### Directions
Below are some entries. Count how many of their lines include "against", then give that number only.

Stored data entries
_ _ _ _

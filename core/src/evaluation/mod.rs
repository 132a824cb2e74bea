//! Evaluation of a retrieval run against linked ground truth.
//!
//! Per-query metric values come from a [`MetricEvaluator`]; this module
//! builds its qrels/run inputs and reduces its output to corpus-level means.
//!
//! A query contributes to the mean of a metric only if its per-query result
//! carries that metric. Queries missing from the run carry nothing and are
//! excluded, never counted as zero.

pub mod catalog;
pub mod elinor_backend;

pub use catalog::{describe, metric_names, METRIC_CATALOG};
pub use elinor_backend::ElinorEvaluator;

use crate::error::{BenchError, Result};
use crate::model::{DocNo, Query, QueryNo, RankedResult};
use serde::{Deserialize, Serialize};
use std::collections::BTreeMap;
use std::fmt::Write as _;

/// `query_no -> doc_no -> relevance`.
pub type Qrels = BTreeMap<QueryNo, BTreeMap<DocNo, u32>>;
/// `query_no -> doc_no -> score`.
pub type Run = BTreeMap<QueryNo, BTreeMap<DocNo, f64>>;
/// `query_no -> metric -> value`.
pub type PerQueryScores = BTreeMap<QueryNo, BTreeMap<String, f64>>;

/// The statistical engine computing per-query metric values.
pub trait MetricEvaluator {
    fn evaluate(&self, qrels: &Qrels, run: &Run, metrics: &[&str]) -> Result<PerQueryScores>;
}

/// Binary qrels for every query with at least one relevant document.
/// Unlisted documents are implicitly non-relevant.
pub fn build_qrels(queries: &[Query]) -> Qrels {
    queries
        .iter()
        .filter(|q| !q.relevant_docs.is_empty())
        .map(|q| (q.query_no.clone(), q.relevant_docs.iter().map(|d| (d.clone(), 1)).collect()))
        .collect()
}

pub fn build_run(results: &[RankedResult]) -> Run {
    results
        .iter()
        .map(|r| (r.query_no.clone(), r.hits.iter().map(|(d, s)| (d.clone(), f64::from(*s))).collect()))
        .collect()
}

/// Mean of each metric over the queries reporting it. Metric names are the
/// union over all queries.
pub fn aggregate(per_query: &PerQueryScores) -> BTreeMap<String, f64> {
    let mut sums: BTreeMap<&str, (f64, usize)> = BTreeMap::new();
    for metrics in per_query.values() {
        for (name, value) in metrics {
            let slot = sums.entry(name.as_str()).or_insert((0.0, 0));
            slot.0 += value;
            slot.1 += 1;
        }
    }
    sums.into_iter().map(|(name, (sum, n))| (name.to_string(), sum / n as f64)).collect()
}

#[derive(Debug, Clone, PartialEq, Serialize, Deserialize)]
pub struct EvaluationReport {
    pub per_query_scores: PerQueryScores,
    pub average_scores: BTreeMap<String, f64>,
    pub metric_descriptions: BTreeMap<String, String>,
    pub num_queries_judged: usize,
    pub num_queries_evaluated: usize,
}

impl EvaluationReport {
    /// Fixed-width table of mean scores, catalog metrics first.
    pub fn render_table(&self) -> String {
        let mut out = String::new();
        let _ = writeln!(out, "{:<40} {:<10}", "Metric", "Average Score");
        let _ = writeln!(out, "{}", "=".repeat(50));
        let catalog_first = METRIC_CATALOG
            .iter()
            .map(|(name, _)| *name)
            .chain(self.average_scores.keys().map(String::as_str).filter(|n| describe(n).is_none()));
        for name in catalog_first {
            if let Some(value) = self.average_scores.get(name) {
                let label = self.metric_descriptions.get(name).map(String::as_str).unwrap_or(name);
                let _ = writeln!(out, "{label:<40} {value:.4}");
            }
        }
        out
    }
}

/// Score `results` against the relevant documents of `queries`.
///
/// Fails when no query has a relevant document or the run is empty.
pub fn evaluate_run<E: MetricEvaluator + ?Sized>(
    evaluator: &E,
    results: &[RankedResult],
    queries: &[Query],
    metrics: &[&str],
) -> Result<EvaluationReport> {
    let qrels = build_qrels(queries);
    if qrels.is_empty() {
        return Err(BenchError::EmptyEvaluationInput("no query has a relevant document"));
    }
    let run = build_run(results);
    if run.is_empty() {
        return Err(BenchError::EmptyEvaluationInput("run contains no queries"));
    }

    let mut per_query = evaluator.evaluate(&qrels, &run, metrics)?;
    per_query.retain(|q, _| run.contains_key(q) && qrels.contains_key(q));
    let average_scores = aggregate(&per_query);

    for name in metrics {
        if !average_scores.contains_key(*name) {
            tracing::warn!(metric = *name, "no query reported this metric");
        }
    }
    let metric_descriptions = average_scores
        .keys()
        .map(|name| (name.clone(), describe(name).unwrap_or(name.as_str()).to_string()))
        .collect();
    tracing::info!(judged = qrels.len(), evaluated = per_query.len(), "run evaluated");

    Ok(EvaluationReport {
        num_queries_judged: qrels.len(),
        num_queries_evaluated: per_query.len(),
        per_query_scores: per_query,
        average_scores,
        metric_descriptions,
    })
}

_ _ _ _

### Exercise answer
2